Records provided ::
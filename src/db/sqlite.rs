use std::fmt::Write;
use std::str::FromStr;

use async_trait::async_trait;
use chrono::{DateTime, Utc};
use sqlx::sqlite::{SqliteConnectOptions, SqlitePool, SqlitePoolOptions};
use tracing::info;

use super::model::*;
use super::repo::*;

pub struct SqliteRepository {
    pool: SqlitePool,
}

impl SqliteRepository {
    pub async fn new(db_path: &str) -> DbResult<Self> {
        let options = SqliteConnectOptions::from_str(db_path)?.create_if_missing(true);

        let pool = SqlitePoolOptions::new()
            .max_connections(5)
            .connect_with(options)
            .await?;

        let repo = Self { pool };

        repo.init_schema().await?;

        info!("Database initialized at {}", db_path);

        Ok(repo)
    }

    async fn init_schema(&self) -> DbResult<()> {
        let schema = include_str!("schema.sql");
        sqlx::raw_sql(schema).execute(&self.pool).await?;
        Ok(())
    }
}

fn is_unique_violation(e: &sqlx::Error) -> bool {
    e.as_database_error()
        .map(|db| db.is_unique_violation())
        .unwrap_or(false)
}

#[async_trait]
impl UserRepo for SqliteRepository {
    async fn get_user_by_email(&self, email: &str) -> DbResult<User> {
        sqlx::query_as::<_, User>(
            "SELECT id, email, username, password, photo, status, created FROM users WHERE email = ?",
        )
        .bind(email)
        .fetch_one(&self.pool)
        .await
        .map_err(|e| match e {
            sqlx::Error::RowNotFound => DbError::NotFound(format!("User not found: {}", email)),
            _ => DbError::Sqlx(e),
        })
    }

    async fn get_user_by_id(&self, id: i64) -> DbResult<User> {
        sqlx::query_as::<_, User>(
            "SELECT id, email, username, password, photo, status, created FROM users WHERE id = ?",
        )
        .bind(id)
        .fetch_one(&self.pool)
        .await
        .map_err(|e| match e {
            sqlx::Error::RowNotFound => DbError::NotFound(format!("User not found: {}", id)),
            _ => DbError::Sqlx(e),
        })
    }

    async fn create_user(&self, user: &NewUser) -> DbResult<User> {
        let result = sqlx::query(
            "INSERT INTO users (email, username, password, photo, status, created)
             VALUES (?, ?, ?, COALESCE(?, 'https://ui-avatars.com/api/?name=user&background=random'), 'basic', ?)",
        )
        .bind(&user.email)
        .bind(&user.username)
        .bind(&user.password)
        .bind(&user.photo)
        .bind(Utc::now().to_rfc3339())
        .execute(&self.pool)
        .await
        .map_err(|e| {
            if is_unique_violation(&e) {
                DbError::AlreadyExists(format!("Email already registered: {}", user.email))
            } else {
                DbError::Sqlx(e)
            }
        })?;

        self.get_user_by_id(result.last_insert_rowid()).await
    }

    async fn update_user_profile(
        &self,
        id: i64,
        username: Option<&str>,
        photo: Option<&str>,
    ) -> DbResult<User> {
        let result = sqlx::query(
            "UPDATE users SET username = COALESCE(?, username), photo = COALESCE(?, photo) WHERE id = ?",
        )
        .bind(username)
        .bind(photo)
        .bind(id)
        .execute(&self.pool)
        .await?;

        if result.rows_affected() == 0 {
            return Err(DbError::NotFound(format!("User not found: {}", id)));
        }

        self.get_user_by_id(id).await
    }
}

const MOVIE_COLUMNS: &str = "id, title, description, posterfilm, trailer, release_date, genres, \
     vote_average, popularity, language, vote_count";

#[async_trait]
impl MovieRepo for SqliteRepository {
    async fn list_movies(&self) -> DbResult<Vec<Movie>> {
        let movies = sqlx::query_as::<_, Movie>(&format!(
            "SELECT {} FROM movies ORDER BY popularity DESC",
            MOVIE_COLUMNS
        ))
        .fetch_all(&self.pool)
        .await?;
        Ok(movies)
    }

    async fn get_movie(&self, id: i64) -> DbResult<Movie> {
        sqlx::query_as::<_, Movie>(&format!("SELECT {} FROM movies WHERE id = ?", MOVIE_COLUMNS))
            .bind(id)
            .fetch_one(&self.pool)
            .await
            .map_err(|e| match e {
                sqlx::Error::RowNotFound => DbError::NotFound(format!("Movie not found: {}", id)),
                _ => DbError::Sqlx(e),
            })
    }

    async fn upsert_movie(&self, movie: &Movie) -> DbResult<()> {
        sqlx::query(
            "INSERT OR REPLACE INTO movies
            (id, title, description, posterfilm, trailer, release_date, genres,
             vote_average, popularity, language, vote_count)
            VALUES (?, ?, ?, ?, ?, ?, ?, ?, ?, ?, ?)",
        )
        .bind(movie.id)
        .bind(&movie.title)
        .bind(&movie.description)
        .bind(&movie.posterfilm)
        .bind(&movie.trailer)
        .bind(&movie.release_date)
        .bind(&movie.genres)
        .bind(movie.vote_average)
        .bind(movie.popularity)
        .bind(&movie.language)
        .bind(movie.vote_count)
        .execute(&self.pool)
        .await?;
        Ok(())
    }

    async fn search_movies_by_title(&self, keywords: &[String], limit: i64) -> DbResult<Vec<Movie>> {
        if keywords.is_empty() {
            return Ok(Vec::new());
        }

        let mut query = format!("SELECT {} FROM movies WHERE ", MOVIE_COLUMNS);
        for i in 0..keywords.len() {
            if i > 0 {
                query.push_str(" OR ");
            }
            query.push_str("title LIKE ?");
        }
        let _ = write!(&mut query, " ORDER BY popularity DESC LIMIT {}", limit);

        let mut q = sqlx::query_as::<_, Movie>(&query);
        for keyword in keywords {
            q = q.bind(format!("%{}%", keyword));
        }

        Ok(q.fetch_all(&self.pool).await?)
    }

    async fn search_movies_by_genre(&self, genres: &[String], limit: i64) -> DbResult<Vec<Movie>> {
        if genres.is_empty() {
            return Ok(Vec::new());
        }

        let mut query = format!("SELECT {} FROM movies WHERE ", MOVIE_COLUMNS);
        for i in 0..genres.len() {
            if i > 0 {
                query.push_str(" OR ");
            }
            query.push_str("LOWER(genres) LIKE ?");
        }
        let _ = write!(&mut query, " ORDER BY popularity DESC LIMIT {}", limit);

        let mut q = sqlx::query_as::<_, Movie>(&query);
        for genre in genres {
            q = q.bind(format!("%{}%", genre.to_lowercase()));
        }

        Ok(q.fetch_all(&self.pool).await?)
    }

    async fn top_movies_by_popularity(&self, limit: i64) -> DbResult<Vec<Movie>> {
        let movies = sqlx::query_as::<_, Movie>(&format!(
            "SELECT {} FROM movies ORDER BY popularity DESC LIMIT ?",
            MOVIE_COLUMNS
        ))
        .bind(limit)
        .fetch_all(&self.pool)
        .await?;
        Ok(movies)
    }
}

#[async_trait]
impl WatchlistRepo for SqliteRepository {
    async fn get_watchlist_movies(&self, user_id: i64) -> DbResult<Vec<Movie>> {
        let movies = sqlx::query_as::<_, Movie>(&format!(
            "SELECT m.{} FROM movies m
             JOIN watchlist w ON w.movie_id = m.id
             WHERE w.user_id = ?
             ORDER BY w.created DESC",
            MOVIE_COLUMNS.replace(", ", ", m.")
        ))
        .bind(user_id)
        .fetch_all(&self.pool)
        .await?;
        Ok(movies)
    }

    async fn add_to_watchlist(&self, user_id: i64, movie_id: i64) -> DbResult<()> {
        sqlx::query("INSERT INTO watchlist (user_id, movie_id, created) VALUES (?, ?, ?)")
            .bind(user_id)
            .bind(movie_id)
            .bind(Utc::now().to_rfc3339())
            .execute(&self.pool)
            .await
            .map_err(|e| {
                if is_unique_violation(&e) {
                    DbError::AlreadyExists(format!(
                        "Movie already in watchlist: {}/{}",
                        user_id, movie_id
                    ))
                } else {
                    DbError::Sqlx(e)
                }
            })?;
        Ok(())
    }

    async fn remove_from_watchlist(&self, user_id: i64, movie_id: i64) -> DbResult<()> {
        let result = sqlx::query("DELETE FROM watchlist WHERE user_id = ? AND movie_id = ?")
            .bind(user_id)
            .bind(movie_id)
            .execute(&self.pool)
            .await?;

        if result.rows_affected() == 0 {
            return Err(DbError::NotFound(format!(
                "Movie not in watchlist: {}/{}",
                user_id, movie_id
            )));
        }
        Ok(())
    }
}

#[async_trait]
impl OrderRepo for SqliteRepository {
    async fn get_order(&self, order_id: &str) -> DbResult<Order> {
        let result = sqlx::query_as::<_, (String, i64, i64, OrderStatus, Option<String>)>(
            "SELECT order_id, user_id, amount, status, paid_date FROM orders WHERE order_id = ?",
        )
        .bind(order_id)
        .fetch_one(&self.pool)
        .await
        .map_err(|e| match e {
            sqlx::Error::RowNotFound => DbError::NotFound(format!("Order not found: {}", order_id)),
            _ => DbError::Sqlx(e),
        })?;

        Ok(Order {
            order_id: result.0,
            user_id: result.1,
            amount: result.2,
            status: result.3,
            paid_date: result.4.and_then(|s| {
                DateTime::parse_from_rfc3339(&s)
                    .ok()
                    .map(|dt| dt.with_timezone(&Utc))
            }),
        })
    }

    async fn create_order(&self, order: &Order) -> DbResult<()> {
        sqlx::query(
            "INSERT INTO orders (order_id, user_id, amount, status, paid_date) VALUES (?, ?, ?, ?, ?)",
        )
        .bind(&order.order_id)
        .bind(order.user_id)
        .bind(order.amount)
        .bind(order.status)
        .bind(order.paid_date.as_ref().map(|dt| dt.to_rfc3339()))
        .execute(&self.pool)
        .await
        .map_err(|e| {
            if is_unique_violation(&e) {
                DbError::AlreadyExists(format!("Order already exists: {}", order.order_id))
            } else {
                DbError::Sqlx(e)
            }
        })?;
        Ok(())
    }

    async fn settle_order_and_upgrade_user(
        &self,
        order_id: &str,
        user_id: i64,
    ) -> DbResult<PaidTransition> {
        let mut tx = self.pool.begin().await?;

        // Act on the current user row, not whatever the auth context read earlier.
        let user = sqlx::query_as::<_, (i64,)>("SELECT id FROM users WHERE id = ?")
            .bind(user_id)
            .fetch_optional(&mut *tx)
            .await?;
        if user.is_none() {
            return Err(DbError::NotFound(format!("User not found: {}", user_id)));
        }

        let result = sqlx::query(
            "UPDATE orders SET status = 'paid', paid_date = ? WHERE order_id = ? AND status = 'pending'",
        )
        .bind(Utc::now().to_rfc3339())
        .bind(order_id)
        .execute(&mut *tx)
        .await?;

        if result.rows_affected() == 0 {
            tx.rollback().await?;
            return Ok(PaidTransition::AlreadyPaid);
        }

        sqlx::query("UPDATE users SET status = 'premium' WHERE id = ?")
            .bind(user_id)
            .execute(&mut *tx)
            .await?;

        tx.commit().await?;
        Ok(PaidTransition::Applied)
    }
}

impl Repository for SqliteRepository {
    fn close(&self) {}
}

Exercise requirements :: Determine the number of lines in the preceding data that contain the word "posterfilm". Reply with that number only.

Response area :: 3